Rising production from the Eagle Ford Shale and the Permian Basin this year helped push Texas oil production to levels not seen in a generation, above 3 million barrels per day.
But since those summer days when West Texas Intermediate Crude, the U.S. benchmark, soared above $100, it has gone on a months-long slide. According to Plains Marketing LP, WTI and Eagle Ford Light crude was selling for around $57.50 per barrel Wednesday.
“Nobody in our universe is pleased to see what’s happened to pricing in the last four or five months,” Ben Shepperd, president of the Permian Basin Petroleum Association, said at a Wednesday event at the state Capitol.
Companies planning 2015 spending are slashing budgets by as much as 30 percent, he said. “You can’t do that without laying people off. It’s real stuff,” Shepperd said.

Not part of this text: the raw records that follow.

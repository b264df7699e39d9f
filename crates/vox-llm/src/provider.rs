use async_trait::async_trait;
use serde_json::{Map, Value};
use thiserror::Error;

#[derive(Error, Debug)]
pub enum LLMError {
    #[error("Configuration error: {0}")]
    Configuration(String),

    #[error("OpenAI request failed: HTTP {status} — {body}")]
    UpstreamHttp { status: u16, body: String },

    #[error("Malformed response: {0}")]
    MalformedResponse(String),

    #[error("HTTP error: {0}")]
    Http(#[from] reqwest::Error),
}

pub type Result<T> = std::result::Result<T, LLMError>;

/// A schema-constrained model reply.
#[derive(Debug, Clone, PartialEq)]
pub struct StructuredOutput {
    /// The reply parsed as a JSON object.
    pub json: Map<String, Value>,
    /// The concatenated text the object was parsed from.
    pub raw: String,
    /// The model identifier the request was sent to.
    pub model: String,
}

#[async_trait]
pub trait StructuredGenerator: Send + Sync {
    /// Ask the model for a JSON object conforming to `schema`.
    ///
    /// # Arguments
    /// * `instructions` - System message
    /// * `input` - User message
    /// * `schema` - JSON schema the reply must satisfy
    /// * `schema_name` - Name the schema is registered under in the request
    async fn generate_structured(
        &self,
        instructions: &str,
        input: &str,
        schema: &Value,
        schema_name: &str,
    ) -> Result<StructuredOutput>;
}
use std::fmt;
use std::str::FromStr;

use serde::{de, Deserialize, Deserializer, Serialize};
use validator::{Validate, ValidationError};

pub const PACK_TYPE: &str = "pre";

#[derive(Debug, Clone, Copy, PartialEq, Eq, Serialize, Deserialize)]
#[serde(rename_all = "lowercase")]
pub enum ShowFormat {
    Interview,
    Panel,
}

impl ShowFormat {
    pub const ALL: [ShowFormat; 2] = [ShowFormat::Interview, ShowFormat::Panel];

    pub fn as_str(&self) -> &'static str {
        match self {
            ShowFormat::Interview => "interview",
            ShowFormat::Panel => "panel",
        }
    }
}

impl fmt::Display for ShowFormat {
    fn fmt(&self, f: &mut fmt::Formatter<'_>) -> fmt::Result {
        f.write_str(self.as_str())
    }
}

impl FromStr for ShowFormat {
    type Err = String;

    fn from_str(s: &str) -> Result<Self, Self::Err> {
        ShowFormat::ALL
            .into_iter()
            .find(|format| format.as_str() == s)
            .ok_or_else(|| format!("unknown format '{}'", s))
    }
}

/// Register the host should speak in.
#[derive(Debug, Clone, Copy, PartialEq, Eq, Serialize, Deserialize)]
#[serde(rename_all = "snake_case")]
pub enum Formality {
    FormalRingan,
    SangatFormal,
    HangatRamah,
}

impl Formality {
    pub const ALL: [Formality; 3] = [
        Formality::FormalRingan,
        Formality::SangatFormal,
        Formality::HangatRamah,
    ];

    pub fn as_str(&self) -> &'static str {
        match self {
            Formality::FormalRingan => "formal_ringan",
            Formality::SangatFormal => "sangat_formal",
            Formality::HangatRamah => "hangat_ramah",
        }
    }
}

impl fmt::Display for Formality {
    fn fmt(&self, f: &mut fmt::Formatter<'_>) -> fmt::Result {
        f.write_str(self.as_str())
    }
}

impl FromStr for Formality {
    type Err = String;

    fn from_str(s: &str) -> Result<Self, Self::Err> {
        Formality::ALL
            .into_iter()
            .find(|formality| formality.as_str() == s)
            .ok_or_else(|| format!("unknown formality '{}'", s))
    }
}

/// Episode brief as accepted by the HTTP layer. `must_points` is never empty.
#[derive(Debug, Clone, PartialEq, Serialize, Deserialize)]
pub struct PrepackInput {
    pub topic: String,
    pub purpose: String,
    pub audience: String,
    pub duration_minutes: u32,
    pub format: ShowFormat,
    pub guest_role_context: String,
    pub must_points: Vec<String>,
    pub salutation: String,
    pub formality: Formality,
    #[serde(default)]
    pub sensitive_constraints: Option<String>,
}

#[derive(Debug, Clone, PartialEq, Eq, Serialize, Deserialize, Validate)]
#[serde(deny_unknown_fields)]
pub struct RundownSegment {
    #[validate(length(min = 2))]
    pub segment: String,
    #[serde(deserialize_with = "integral_u32")]
    #[validate(range(min = 1, max = 60))]
    pub minutes: u32,
    #[validate(length(min = 3))]
    pub goal: String,
}

#[derive(Debug, Clone, PartialEq, Eq, Serialize, Deserialize, Validate)]
#[serde(deny_unknown_fields)]
pub struct Question {
    #[validate(length(min = 5))]
    pub q: String,
    #[validate(length(min = 1, max = 4), custom(function = "validate_followups"))]
    pub followups: Vec<String>,
}

/// A passage worth cutting into a short.
#[derive(Debug, Clone, PartialEq, Eq, Serialize, Deserialize, Validate)]
#[serde(deny_unknown_fields)]
pub struct MomentTarget {
    #[validate(length(min = 2))]
    pub label: String,
    #[validate(length(min = 5))]
    pub why: String,
    #[serde(rename = "where")]
    #[validate(length(min = 2))]
    pub placement: String,
}

/// List items are checked one by one by `schema::validate` so their
/// positions can be reported; only the list sizes are declared here.
#[derive(Debug, Clone, PartialEq, Eq, Serialize, Deserialize, Validate)]
#[serde(deny_unknown_fields)]
pub struct PrepackResult {
    #[validate(length(min = 3))]
    pub working_title: String,
    #[validate(length(min = 10))]
    pub opening_hook: String,
    #[validate(length(min = 3, max = 8))]
    pub rundown: Vec<RundownSegment>,
    #[validate(length(min = 4, max = 10))]
    pub questions: Vec<Question>,
    #[validate(length(min = 2, max = 6))]
    pub moment_targets: Vec<MomentTarget>,
    #[validate(length(min = 5))]
    pub closing_cta: String,
}

pub const FOLLOWUP_MIN_CHARS: usize = 3;

/// Fails on the first follow-up shorter than [`FOLLOWUP_MIN_CHARS`]; the
/// error carries its position in the `index` param.
fn validate_followups(followups: &[String]) -> Result<(), ValidationError> {
    let Some(index) = followups
        .iter()
        .position(|f| f.chars().count() < FOLLOWUP_MIN_CHARS)
    else {
        return Ok(());
    };
    let mut error = ValidationError::new("length").with_message(
        format!("must be at least {FOLLOWUP_MIN_CHARS} characters").into(),
    );
    error.add_param("index".into(), &index);
    error.add_param("min".into(), &FOLLOWUP_MIN_CHARS);
    Err(error)
}

/// Whole numbers, including JSON spellings like `5.0`.
fn integral_u32<'de, D>(deserializer: D) -> Result<u32, D::Error>
where
    D: Deserializer<'de>,
{
    let number = serde_json::Number::deserialize(deserializer)?;
    number
        .as_u64()
        .or_else(|| {
            number
                .as_f64()
                .filter(|f| f.fract() == 0.0 && *f >= 0.0 && *f <= f64::from(u32::MAX))
                .map(|f| f as u64)
        })
        .and_then(|n| u32::try_from(n).ok())
        .ok_or_else(|| de::Error::custom(format!("expected a whole number, got {number}")))
}

#[derive(Debug, Clone, Copy, PartialEq, Eq, Serialize, Deserialize)]
pub enum PackVersion {
    #[serde(rename = "v1_ai")]
    Ai,
    #[serde(rename = "v1_dummy")]
    Dummy,
}

#[derive(Debug, Clone, Default, PartialEq, Eq, Serialize, Deserialize)]
pub struct AiStatus {
    pub used: bool,
    #[serde(skip_serializing_if = "Option::is_none", default)]
    pub model: Option<String>,
    #[serde(skip_serializing_if = "Option::is_none", default)]
    pub reason: Option<String>,
    #[serde(skip_serializing_if = "Option::is_none", default)]
    pub error: Option<String>,
}

impl AiStatus {
    pub fn used(model: impl Into<String>) -> Self {
        Self {
            used: true,
            model: Some(model.into()),
            ..Self::default()
        }
    }

    pub fn skipped(reason: impl Into<String>) -> Self {
        Self {
            reason: Some(reason.into()),
            ..Self::default()
        }
    }

    pub fn failed(error: impl Into<String>) -> Self {
        Self {
            error: Some(error.into()),
            ..Self::default()
        }
    }
}

/// Response body of one generation request.
#[derive(Debug, Clone, PartialEq, Serialize, Deserialize)]
pub struct GenerationEnvelope {
    pub ok: bool,
    pub pack_type: String,
    pub version: PackVersion,
    pub ai: AiStatus,
    pub input: PrepackInput,
    pub prepack: PrepackResult,
    pub markdown: String,
}

impl GenerationEnvelope {
    pub fn new(
        version: PackVersion,
        ai: AiStatus,
        input: PrepackInput,
        prepack: PrepackResult,
        markdown: String,
    ) -> Self {
        Self {
            ok: true,
            pack_type: PACK_TYPE.to_string(),
            version,
            ai,
            input,
            prepack,
            markdown,
        }
    }
}
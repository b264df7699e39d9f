//! Wire types for the provider protocol.
//!
//! Only the Responses API is spoken here: a typed request body and a
//! defensively decoded view over its loosely typed reply.

pub mod responses;
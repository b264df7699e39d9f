//! Configuration management for web service
//!
//! Supports loading configuration from environment variables with fallback to defaults.

pub const DEFAULT_HOST: &str = "127.0.0.1";
pub const DEFAULT_PORT: u16 = 8080;
pub const DEFAULT_ALLOWED_ORIGINS: &str = "http://localhost:3000,http://127.0.0.1:3000";
pub const DEFAULT_RATE_LIMIT_PER_MINUTE: u32 = 20;

#[derive(Debug, Clone, PartialEq, Eq)]
pub struct ServerConfig {
    pub host: String,
    pub port: u16,
    pub allowed_origins: Vec<String>,
    pub rate_limit_per_minute: u32,
}

impl Default for ServerConfig {
    fn default() -> Self {
        Self {
            host: DEFAULT_HOST.to_string(),
            port: DEFAULT_PORT,
            allowed_origins: parse_origins(DEFAULT_ALLOWED_ORIGINS),
            rate_limit_per_minute: DEFAULT_RATE_LIMIT_PER_MINUTE,
        }
    }
}

impl ServerConfig {
    /// Load from environment variables
    ///
    /// Environment variables:
    /// - `APP_HOST`: Bind address (default: 127.0.0.1)
    /// - `APP_PORT`: Bind port (default: 8080)
    /// - `CORS_ALLOWED_ORIGINS`: Comma-separated origins
    /// - `PREPACK_RATE_LIMIT_PER_MINUTE`: Prepack requests per client per minute (default: 20)
    pub fn from_env() -> Self {
        Self::from_lookup(|key| std::env::var(key).ok())
    }

    pub fn from_lookup<F>(lookup: F) -> Self
    where
        F: Fn(&str) -> Option<String>,
    {
        let non_empty = |key: &str| lookup(key).filter(|v| !v.trim().is_empty());

        Self {
            host: non_empty("APP_HOST")
                .map(|v| v.trim().to_string())
                .unwrap_or_else(|| DEFAULT_HOST.to_string()),
            port: non_empty("APP_PORT")
                .and_then(|v| v.trim().parse().ok())
                .unwrap_or(DEFAULT_PORT),
            allowed_origins: parse_origins(
                &non_empty("CORS_ALLOWED_ORIGINS")
                    .unwrap_or_else(|| DEFAULT_ALLOWED_ORIGINS.to_string()),
            ),
            rate_limit_per_minute: non_empty("PREPACK_RATE_LIMIT_PER_MINUTE")
                .and_then(|v| v.trim().parse().ok())
                .filter(|limit| *limit > 0)
                .unwrap_or(DEFAULT_RATE_LIMIT_PER_MINUTE),
        }
    }

    pub fn bind_address(&self) -> String {
        format!("{}:{}", self.host, self.port)
    }
}

fn parse_origins(raw: &str) -> Vec<String> {
    raw.split(',')
        .map(str::trim)
        .filter(|origin| !origin.is_empty())
        .map(str::to_string)
        .collect()
}
use actix_cors::Cors;
use actix_web::{web, App, HttpServer};
use prepack_core::PrepackGenerator;
use tracing::{error, info};
use vox_llm::OpenAIConfig;

use crate::config::ServerConfig;
use crate::controllers::{health_controller, prepack_controller};
use crate::middleware::{RateLimiter, TracingMiddleware};

pub struct AppState {
    pub generator: PrepackGenerator,
}

const DEFAULT_WORKER_COUNT: usize = 10;

pub fn app_config(cfg: &mut web::ServiceConfig) {
    cfg.service(
        web::scope("/api")
            .configure(health_controller::config)
            .configure(prepack_controller::config),
    );
}

/// Configured origins, any method, any header.
pub fn build_cors(allowed_origins: &[String]) -> Cors {
    allowed_origins
        .iter()
        .fold(Cors::default(), |cors, origin| cors.allowed_origin(origin))
        .allow_any_method()
        .allow_any_header()
}

pub async fn run(server_config: ServerConfig, openai_config: OpenAIConfig) -> Result<(), String> {
    info!("Starting web service...");

    if !openai_config.ai_available() {
        info!("OpenAI disabled or key missing, serving template packs only");
    }

    let generator = PrepackGenerator::new(openai_config)
        .map_err(|e| format!("Failed to build OpenAI client: {e}"))?;
    let app_state = web::Data::new(AppState { generator });
    let rate_limiter = web::Data::new(RateLimiter::per_minute(server_config.rate_limit_per_minute));
    let allowed_origins = server_config.allowed_origins.clone();
    let bind_address = server_config.bind_address();

    let server = HttpServer::new(move || {
        App::new()
            .app_data(app_state.clone())
            .app_data(rate_limiter.clone())
            .wrap(build_cors(&allowed_origins))
            .wrap(TracingMiddleware)
            .configure(app_config)
    })
    .workers(DEFAULT_WORKER_COUNT)
    .bind(&bind_address)
    .map_err(|e| format!("Failed to bind server: {e}"))?
    .run();

    info!("Starting web service on http://{bind_address}");

    if let Err(e) = server.await {
        error!("Web server error: {}", e);
        return Err(format!("Web server error: {e}"));
    }

    Ok(())
}
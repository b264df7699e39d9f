use anyhow::Context;
use clap::Parser;
use tracing_subscriber::{fmt, layer::SubscriberExt, util::SubscriberInitExt, EnvFilter};
use vox_llm::OpenAIConfig;
use web_service::ServerConfig;

#[derive(Parser, Debug)]
#[command(name = "vox-prepack", about = "Vox Ecclesiae pre-production pack service")]
struct Cli {
    /// Address to bind
    #[arg(long, env = "APP_HOST")]
    host: Option<String>,

    /// Port to listen on
    #[arg(long, env = "APP_PORT")]
    port: Option<u16>,
}

#[tokio::main]
async fn main() -> anyhow::Result<()> {
    dotenvy::dotenv().ok();

    tracing_subscriber::registry()
        .with(EnvFilter::try_from_default_env().unwrap_or_else(|_| EnvFilter::new("info")))
        .with(
            fmt::layer()
                .with_target(true)
                .with_thread_ids(false)
                .with_line_number(true)
                .with_file(false),
        )
        .init();

    let cli = Cli::parse();

    let mut server_config = ServerConfig::from_env();
    if let Some(host) = cli.host {
        server_config.host = host;
    }
    if let Some(port) = cli.port {
        server_config.port = port;
    }
    let openai_config = OpenAIConfig::from_env();

    tracing::info!(
        model = %openai_config.model,
        ai_available = openai_config.ai_available(),
        origins = ?server_config.allowed_origins,
        "Starting standalone web service..."
    );

    web_service::run(server_config, openai_config)
        .await
        .map_err(anyhow::Error::msg)
        .context("web service stopped")
}
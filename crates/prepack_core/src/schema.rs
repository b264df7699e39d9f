//! The fixed pre-pack JSON schema and the validator that re-checks model
//! replies against it.
//!
//! The provider is asked for strict schema compliance, but nothing is taken
//! on trust: every reply is decoded and checked against the same bounds the
//! schema advertises before it can reach a response.
//!
//! `minutes` follows JSON Schema's notion of `integer`: a whole number
//! written as a float (`5.0`) is accepted, a fractional one (`2.5`) is not.

use serde_json::{json, Map, Value};
use validator::{Validate, ValidationError, ValidationErrors};

use crate::error::SchemaViolation;
use crate::models::PrepackResult;

pub const SCHEMA_NAME: &str = "vox_prepack_v1";

const WORKING_TITLE_MIN: usize = 3;
const OPENING_HOOK_MIN: usize = 10;
const CLOSING_CTA_MIN: usize = 5;

const RUNDOWN_ITEMS: (usize, usize) = (3, 8);
const SEGMENT_MIN: usize = 2;
const GOAL_MIN: usize = 3;
const MINUTES_RANGE: (u32, u32) = (1, 60);

const QUESTION_ITEMS: (usize, usize) = (4, 10);
const QUESTION_MIN: usize = 5;
const FOLLOWUP_ITEMS: (usize, usize) = (1, 4);
const FOLLOWUP_MIN: usize = crate::models::FOLLOWUP_MIN_CHARS;

const MOMENT_ITEMS: (usize, usize) = (2, 6);
const LABEL_MIN: usize = 2;
const WHY_MIN: usize = 5;
const WHERE_MIN: usize = 2;

fn string_of(min_length: usize) -> Value {
    json!({ "type": "string", "minLength": min_length })
}

fn array_of(items: Value, (min, max): (usize, usize)) -> Value {
    json!({ "type": "array", "minItems": min, "maxItems": max, "items": items })
}

fn closed_object(required: &[&str], properties: Value) -> Value {
    json!({
        "type": "object",
        "additionalProperties": false,
        "required": required,
        "properties": properties,
    })
}

/// The schema sent with every structured request.
pub fn prepack_schema() -> Value {
    let segment = closed_object(
        &["segment", "minutes", "goal"],
        json!({
            "segment": string_of(SEGMENT_MIN),
            "minutes": {
                "type": "integer",
                "minimum": MINUTES_RANGE.0,
                "maximum": MINUTES_RANGE.1,
            },
            "goal": string_of(GOAL_MIN),
        }),
    );
    let question = closed_object(
        &["q", "followups"],
        json!({
            "q": string_of(QUESTION_MIN),
            "followups": array_of(string_of(FOLLOWUP_MIN), FOLLOWUP_ITEMS),
        }),
    );
    let moment = closed_object(
        &["label", "why", "where"],
        json!({
            "label": string_of(LABEL_MIN),
            "why": string_of(WHY_MIN),
            "where": string_of(WHERE_MIN),
        }),
    );

    closed_object(
        &[
            "working_title",
            "opening_hook",
            "rundown",
            "questions",
            "moment_targets",
            "closing_cta",
        ],
        json!({
            "working_title": string_of(WORKING_TITLE_MIN),
            "opening_hook": string_of(OPENING_HOOK_MIN),
            "rundown": array_of(segment, RUNDOWN_ITEMS),
            "questions": array_of(question, QUESTION_ITEMS),
            "moment_targets": array_of(moment, MOMENT_ITEMS),
            "closing_cta": string_of(CLOSING_CTA_MIN),
        }),
    )
}

/// Decode a model reply and check it against every schema bound.
pub fn decode_prepack(json: Map<String, Value>) -> Result<PrepackResult, SchemaViolation> {
    let result: PrepackResult = serde_json::from_value(Value::Object(json))
        .map_err(|e| SchemaViolation::new("$", e.to_string()))?;
    validate(&result)?;
    Ok(result)
}

/// Check a pack against the bounds `prepack_schema` advertises, reporting
/// the first violation found.
pub fn validate(pack: &PrepackResult) -> Result<(), SchemaViolation> {
    check("", pack)?;
    for (i, segment) in pack.rundown.iter().enumerate() {
        check(&format!("rundown[{i}]."), segment)?;
    }
    for (i, question) in pack.questions.iter().enumerate() {
        check(&format!("questions[{i}]."), question)?;
    }
    for (i, moment) in pack.moment_targets.iter().enumerate() {
        check(&format!("moment_targets[{i}]."), moment)?;
    }
    Ok(())
}

fn check<T: Validate>(prefix: &str, item: &T) -> Result<(), SchemaViolation> {
    item.validate().map_err(|errors| first_violation(prefix, &errors))
}

// Field errors come back in a map; sort by name so the report is stable.
fn first_violation(prefix: &str, errors: &ValidationErrors) -> SchemaViolation {
    let mut fields: Vec<(String, &Vec<ValidationError>)> = errors
        .field_errors()
        .into_iter()
        .map(|(field, errs)| (field.to_string(), errs))
        .collect();
    fields.sort_by(|a, b| a.0.cmp(&b.0));

    let Some((field, error)) = fields
        .into_iter()
        .find_map(|(field, errs)| errs.first().map(|e| (field, e)))
    else {
        return SchemaViolation::new(prefix.trim_end_matches('.'), "invalid");
    };

    let field = if field == "placement" { "where".to_string() } else { field };
    let path = match error.params.get("index").and_then(Value::as_u64) {
        Some(index) => format!("{prefix}{field}[{index}]"),
        None => format!("{prefix}{field}"),
    };
    SchemaViolation::new(path, describe(error))
}

fn describe(error: &ValidationError) -> String {
    if let Some(message) = &error.message {
        return message.to_string();
    }
    let param = |name: &str| error.params.get(name).map(Value::to_string);
    match (&*error.code, param("min"), param("max")) {
        ("length", Some(min), Some(max)) => format!("length must be between {min} and {max}"),
        ("length", Some(min), None) => format!("must be at least {min} characters"),
        ("range", Some(min), Some(max)) => format!("must be between {min} and {max}"),
        (code, _, _) => format!("failed {code} check"),
    }
}
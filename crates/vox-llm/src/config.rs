//! Provider configuration for the Responses API client.
//!
//! Values are read once from the environment by the hosting binary and then
//! handed to the client and the pack generator as a plain value.
//!
//! Environment variables:
//! - `OPENAI_ENABLED`: master switch for the AI path (default: true)
//! - `OPENAI_API_KEY`: bearer credential (default: unset, AI path disabled)
//! - `OPENAI_BASE_URL`: provider base URL (default: https://api.openai.com)
//! - `OPENAI_MODEL`: model identifier (default: gpt-5)
//! - `OPENAI_TIMEOUT_SECONDS`: whole-request timeout (default: 30)
//! - `OPENAI_MAX_OUTPUT_TOKENS`: output token cap (default: 1200)
//! - `OPENAI_REASONING_EFFORT`: effort for reasoning models (default: medium)
//! - `OPENAI_TEMPERATURE`: sampling temperature for non-reasoning models (default: unset)

use std::time::Duration;

use serde::{Deserialize, Serialize};

pub const DEFAULT_BASE_URL: &str = "https://api.openai.com";
pub const DEFAULT_MODEL: &str = "gpt-5";
pub const DEFAULT_TIMEOUT_SECONDS: u64 = 30;
pub const DEFAULT_MAX_OUTPUT_TOKENS: u32 = 1200;
pub const DEFAULT_REASONING_EFFORT: &str = "medium";

/// Model identifiers with this prefix take `reasoning.effort` and reject `temperature`.
const REASONING_MODEL_PREFIX: &str = "gpt-5";

#[derive(Debug, Clone, Serialize, Deserialize)]
pub struct OpenAIConfig {
    pub enabled: bool,
    #[serde(skip_serializing)]
    pub api_key: Option<String>,
    pub base_url: String,
    pub model: String,
    pub timeout_seconds: u64,
    pub max_output_tokens: u32,
    pub reasoning_effort: String,
    #[serde(default)]
    pub temperature: Option<f32>,
}

impl Default for OpenAIConfig {
    fn default() -> Self {
        Self {
            enabled: true,
            api_key: None,
            base_url: DEFAULT_BASE_URL.to_string(),
            model: DEFAULT_MODEL.to_string(),
            timeout_seconds: DEFAULT_TIMEOUT_SECONDS,
            max_output_tokens: DEFAULT_MAX_OUTPUT_TOKENS,
            reasoning_effort: DEFAULT_REASONING_EFFORT.to_string(),
            temperature: None,
        }
    }
}

fn parse_bool_env(value: &str) -> bool {
    matches!(
        value.trim().to_ascii_lowercase().as_str(),
        "1" | "true" | "yes" | "y" | "on"
    )
}

impl OpenAIConfig {
    pub fn from_env() -> Self {
        Self::from_lookup(|key| std::env::var(key).ok())
    }

    /// Build a config from an arbitrary key lookup. Unparseable numbers keep their default.
    pub fn from_lookup<F>(lookup: F) -> Self
    where
        F: Fn(&str) -> Option<String>,
    {
        let mut config = Self::default();

        if let Some(enabled) = lookup("OPENAI_ENABLED") {
            config.enabled = parse_bool_env(&enabled);
        }
        config.api_key = lookup("OPENAI_API_KEY")
            .map(|key| key.trim().to_string())
            .filter(|key| !key.is_empty());
        if let Some(base_url) = lookup("OPENAI_BASE_URL").filter(|v| !v.trim().is_empty()) {
            config.base_url = base_url.trim().to_string();
        }
        if let Some(model) = lookup("OPENAI_MODEL").filter(|v| !v.trim().is_empty()) {
            config.model = model.trim().to_string();
        }
        if let Some(timeout) = lookup("OPENAI_TIMEOUT_SECONDS").and_then(|v| v.trim().parse().ok()) {
            config.timeout_seconds = timeout;
        }
        if let Some(max_tokens) = lookup("OPENAI_MAX_OUTPUT_TOKENS").and_then(|v| v.trim().parse().ok()) {
            config.max_output_tokens = max_tokens;
        }
        if let Some(effort) = lookup("OPENAI_REASONING_EFFORT").filter(|v| !v.trim().is_empty()) {
            config.reasoning_effort = effort.trim().to_string();
        }
        config.temperature = lookup("OPENAI_TEMPERATURE").and_then(|v| v.trim().parse().ok());

        config
    }

    pub fn with_api_key(mut self, api_key: impl Into<String>) -> Self {
        self.api_key = Some(api_key.into());
        self
    }

    pub fn with_base_url(mut self, url: impl Into<String>) -> Self {
        self.base_url = url.into();
        self
    }

    pub fn with_model(mut self, model: impl Into<String>) -> Self {
        self.model = model.into();
        self
    }

    pub fn with_enabled(mut self, enabled: bool) -> Self {
        self.enabled = enabled;
        self
    }

    pub fn with_timeout_seconds(mut self, seconds: u64) -> Self {
        self.timeout_seconds = seconds;
        self
    }

    /// The credential, if one is configured and non-blank.
    pub fn api_key(&self) -> Option<&str> {
        self.api_key
            .as_deref()
            .map(str::trim)
            .filter(|key| !key.is_empty())
    }

    /// True when the AI path may be attempted at all.
    pub fn ai_available(&self) -> bool {
        self.enabled && self.api_key().is_some()
    }

    pub fn is_reasoning_model(&self) -> bool {
        self.model.starts_with(REASONING_MODEL_PREFIX)
    }

    pub fn timeout(&self) -> Duration {
        Duration::from_secs(self.timeout_seconds)
    }

    /// `{base_url}/v1/responses` with any trailing slash on the base trimmed.
    pub fn responses_url(&self) -> String {
        format!("{}/v1/responses", self.base_url.trim_end_matches('/'))
    }
}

But it’s likely to take time before the slowdown makes itself obvious in the field. Most operators, service companies and suppliers are in long-term contracts that are fueling the frenzied level of recent activity, with more than 568 drilling rigs hunting oil just in the Permian Basin in West Texas and eastern New Mexico last week. Those contracts can be hard to untangle overnight, Shepperd said.
“At least right now you’re not seeing these huge numbers of layoffs from what I understand,” he said.
Shepperd spoke at an oil and gas policy briefing organized by the Eagle Ford Shale Legislative Caucus and the House Energy Caucus. While the presentations were about topics such as community impact, regulation and industry innovation — with an eye toward whether the regions can secure more help from the state for truck-damaged roads — the falling price of oil crept into nearly every discussion.
“As we’ve seen in the recent decline in oil prices, there is no certainty,” said Todd Staples, the former Texas agriculture commissioner and the new president of the Texas Oil & Gas Association. While the state has benefited from increases in oil-related jobs and tax revenue, budgeting “just got a little bit tighter” for lawmakers, he said.
For now, about 40 percent of the nation’s drilling rigs are in either the Permian Basin or Eagle Ford, and nearly all of them are drilling for oil, according to the Baker Hughes rig count.
Economist Karr Ingham, who works with the Texas Alliance of Energy Producers, said basic supply and demand principles are at work. Higher prices stimulated oil production. Now that so much new shale production has come online, prices have dropped, pulling down the cost of gasoline with it.
Lower gasoline prices benefit consumers, but not Texas. “The nation will benefit,” Ingham said. “But Texas is not going to experience a net economic benefit from this price decline.”
Chris Faulkner, CEO and president of Breitling Energy, said the industry will have to focus on cutting costs and operating in clearly profitable areas. “This industry has a very uncanny way of reinventing itself when it has to,” Faulkner said. “So I don’t think we’re down and out.”
Shepperd said companies could recalibrate in 2015. “They’re going to cut where they can,” he said. Companies will focus on the best of the best, the sweet spots in each field, with some companies weathering the price storm better than others. “Each well, each project, each company has its different set of economics,” Shepperd said.
The Eagle Ford’s biggest operator, EOG Resources, has said it can turn a profit in South Texas even if oil slides under $40 per barrel.